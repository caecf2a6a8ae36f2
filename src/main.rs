use anyhow::Result;
use autopreneur::{cli, commands, store};
use clap::Parser;
use tracing_subscriber::{EnvFilter, fmt, prelude::*};

#[tokio::main(flavor = "current_thread")]
async fn main() -> Result<()> {
    let args = cli::Args::parse();
    let (config, command) = args.into_config()?;

    // RUST_LOG 优先，其次是 --verbose
    let filter = EnvFilter::try_from_default_env().unwrap_or_else(|_| {
        if config.verbose {
            EnvFilter::new("autopreneur=debug,info")
        } else {
            EnvFilter::new("autopreneur=info,warn")
        }
    });

    tracing_subscriber::registry()
        .with(fmt::layer().with_writer(std::io::stderr))
        .with(filter)
        .init();

    store::ensure_layout(&config)?;
    commands::run(config, command).await
}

### [What you have to do]
Reproduce the complete data exactly as presented above.

### [Task solution]
repository caecf2a6a8ae36f2
filename src/main.rs
use anyhow::Result;
use autopreneur::{cli, commands, store};
use clap::Parser;
use tracing_subscriber::{EnvFilter, fmt, prelude::*};

#[tokio::main(flavor = "current_thread")]
async fn main() -> Result<()> {
    let args = cli::Args::parse();
    let (config, command) = args.into_config()?;

    // RUST_LOG 优先，其次是 --verbose
    let filter = EnvFilter::try_from_default_env().unwrap_or_else(|_| {
        if config.verbose {
            EnvFilter::new("autopreneur=debug,info")
        } else {
            EnvFilter::new("autopreneur=info,warn")
        }
    });

    tracing_subscriber::registry()
        .with(fmt::layer().with_writer(std::io::stderr))
        .with(filter)
        .init();

    store::ensure_layout(&config)?;
    commands::run(config, command).await
}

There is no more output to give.